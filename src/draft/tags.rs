//! Insertion-ordered, duplicate-free tag set.

use serde_json::Value;

/// Tags attached to a post. Never holds blanks or exact duplicates.
#[derive(Debug, Clone, Default, PartialEq, Eq)]
pub struct TagSet {
    tags: Vec<String>,
}

impl TagSet {
    pub fn new() -> Self {
        Self::default()
    }

    /// Normalize whatever the remote sent for `tags`.
    ///
    /// Accepts an array of strings or a string holding a JSON-encoded array. Anything else,
    /// including malformed JSON, yields an empty set.
    pub fn from_remote(value: Option<&Value>) -> Self {
        let items = match value {
            Some(Value::Array(items)) => items.clone(),
            Some(Value::String(encoded)) => match serde_json::from_str::<Value>(encoded) {
                Ok(Value::Array(items)) => items,
                _ => {
                    tracing::debug!("Ignoring unparseable tags value");
                    Vec::new()
                }
            },
            _ => Vec::new(),
        };

        let mut set = Self::new();
        for item in items {
            if let Value::String(tag) = item {
                set.insert(&tag);
            }
        }
        set
    }

    /// Insert a trimmed tag. Returns false for blanks and duplicates.
    pub fn insert(&mut self, raw: &str) -> bool {
        let tag = raw.trim();
        if tag.is_empty() || self.contains(tag) {
            return false;
        }
        self.tags.push(tag.to_string());
        true
    }

    /// Remove by position; out-of-range indexes are ignored.
    pub fn remove_at(&mut self, index: usize) -> Option<String> {
        (index < self.tags.len()).then(|| self.tags.remove(index))
    }

    pub fn contains(&self, tag: &str) -> bool {
        self.tags.iter().any(|t| t == tag)
    }

    pub fn len(&self) -> usize {
        self.tags.len()
    }

    pub fn is_empty(&self) -> bool {
        self.tags.is_empty()
    }

    pub fn iter(&self) -> impl Iterator<Item = &str> {
        self.tags.iter().map(String::as_str)
    }
}

#[cfg(test)]
mod tests {
    use super::*;
    use serde_json::json;

    #[test]
    fn test_insert_trims_and_dedupes() {
        let mut tags = TagSet::new();
        assert!(tags.insert("  skincare "));
        assert!(!tags.insert("skincare"));
        assert!(!tags.insert("   "));
        assert!(tags.insert("Skincare"));
        assert_eq!(tags.iter().collect::<Vec<_>>(), vec!["skincare", "Skincare"]);
    }

    #[test]
    fn test_remove_then_add_has_no_duplicate() {
        let mut tags = TagSet::new();
        tags.insert("a");
        tags.insert("b");
        assert_eq!(tags.remove_at(0).as_deref(), Some("a"));
        tags.insert("a");
        tags.insert("a");
        assert_eq!(tags.iter().collect::<Vec<_>>(), vec!["b", "a"]);
        assert!(tags.remove_at(9).is_none());
    }

    #[test]
    fn test_from_remote_array() {
        let value = json!(["laser", "", "laser", 42, "botox"]);
        let tags = TagSet::from_remote(Some(&value));
        assert_eq!(tags.iter().collect::<Vec<_>>(), vec!["laser", "botox"]);
    }

    #[test]
    fn test_from_remote_encoded_string() {
        let value = json!("[\"laser\",\"botox\"]");
        let tags = TagSet::from_remote(Some(&value));
        assert_eq!(tags.len(), 2);
    }

    #[test]
    fn test_from_remote_fails_closed() {
        assert!(TagSet::from_remote(Some(&json!("not json"))).is_empty());
        assert!(TagSet::from_remote(Some(&json!("{\"a\":1}"))).is_empty());
        assert!(TagSet::from_remote(Some(&json!(12))).is_empty());
        assert!(TagSet::from_remote(Some(&Value::Null)).is_empty());
        assert!(TagSet::from_remote(None).is_empty());
    }
}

────────

### Task objective
Give an exact repetition of all the material.

### Completed task
filename src/draft/tags.rs
//! Insertion-ordered, duplicate-free tag set.

use serde_json::Value;

/// Tags attached to a post. Never holds blanks or exact duplicates.
#[derive(Debug, Clone, Default, PartialEq, Eq)]
pub struct TagSet {
    tags: Vec<String>,
}

impl TagSet {
    pub fn new() -> Self {
        Self::default()
    }

    /// Normalize whatever the remote sent for `tags`.
    ///
    /// Accepts an array of strings or a string holding a JSON-encoded array. Anything else,
    /// including malformed JSON, yields an empty set.
    pub fn from_remote(value: Option<&Value>) -> Self {
        let items = match value {
            Some(Value::Array(items)) => items.clone(),
            Some(Value::String(encoded)) => match serde_json::from_str::<Value>(encoded) {
                Ok(Value::Array(items)) => items,
                _ => {
                    tracing::debug!("Ignoring unparseable tags value");
                    Vec::new()
                }
            },
            _ => Vec::new(),
        };

        let mut set = Self::new();
        for item in items {
            if let Value::String(tag) = item {
                set.insert(&tag);
            }
        }
        set
    }

    /// Insert a trimmed tag. Returns false for blanks and duplicates.
    pub fn insert(&mut self, raw: &str) -> bool {
        let tag = raw.trim();
        if tag.is_empty() || self.contains(tag) {
            return false;
        }
        self.tags.push(tag.to_string());
        true
    }

    /// Remove by position; out-of-range indexes are ignored.
    pub fn remove_at(&mut self, index: usize) -> Option<String> {
        (index < self.tags.len()).then(|| self.tags.remove(index))
    }

    pub fn contains(&self, tag: &str) -> bool {
        self.tags.iter().any(|t| t == tag)
    }

    pub fn len(&self) -> usize {
        self.tags.len()
    }

    pub fn is_empty(&self) -> bool {
        self.tags.is_empty()
    }

    pub fn iter(&self) -> impl Iterator<Item = &str> {
        self.tags.iter().map(String::as_str)
    }
}

#[cfg(test)]
mod tests {
    use super::*;
    use serde_json::json;

    #[test]
    fn test_insert_trims_and_dedupes() {
        let mut tags = TagSet::new();
        assert!(tags.insert("  skincare "));
        assert!(!tags.insert("skincare"));
        assert!(!tags.insert("   "));
        assert!(tags.insert("Skincare"));
        assert_eq!(tags.iter().collect::<Vec<_>>(), vec!["skincare", "Skincare"]);
    }

    #[test]
    fn test_remove_then_add_has_no_duplicate() {
        let mut tags = TagSet::new();
        tags.insert("a");
        tags.insert("b");
        assert_eq!(tags.remove_at(0).as_deref(), Some("a"));
        tags.insert("a");
        tags.insert("a");
        assert_eq!(tags.iter().collect::<Vec<_>>(), vec!["b", "a"]);
        assert!(tags.remove_at(9).is_none());
    }

    #[test]
    fn test_from_remote_array() {
        let value = json!(["laser", "", "laser", 42, "botox"]);
        let tags = TagSet::from_remote(Some(&value));
        assert_eq!(tags.iter().collect::<Vec<_>>(), vec!["laser", "botox"]);
    }

    #[test]
    fn test_from_remote_encoded_string() {
        let value = json!("[\"laser\",\"botox\"]");
        let tags = TagSet::from_remote(Some(&value));
        assert_eq!(tags.len(), 2);
    }

    #[test]
    fn test_from_remote_fails_closed() {
        assert!(TagSet::from_remote(Some(&json!("not json"))).is_empty());
        assert!(TagSet::from_remote(Some(&json!("{\"a\":1}"))).is_empty());
        assert!(TagSet::from_remote(Some(&json!(12))).is_empty());
        assert!(TagSet::from_remote(Some(&Value::Null)).is_empty());
        assert!(TagSet::from_remote(None).is_empty());
    }
}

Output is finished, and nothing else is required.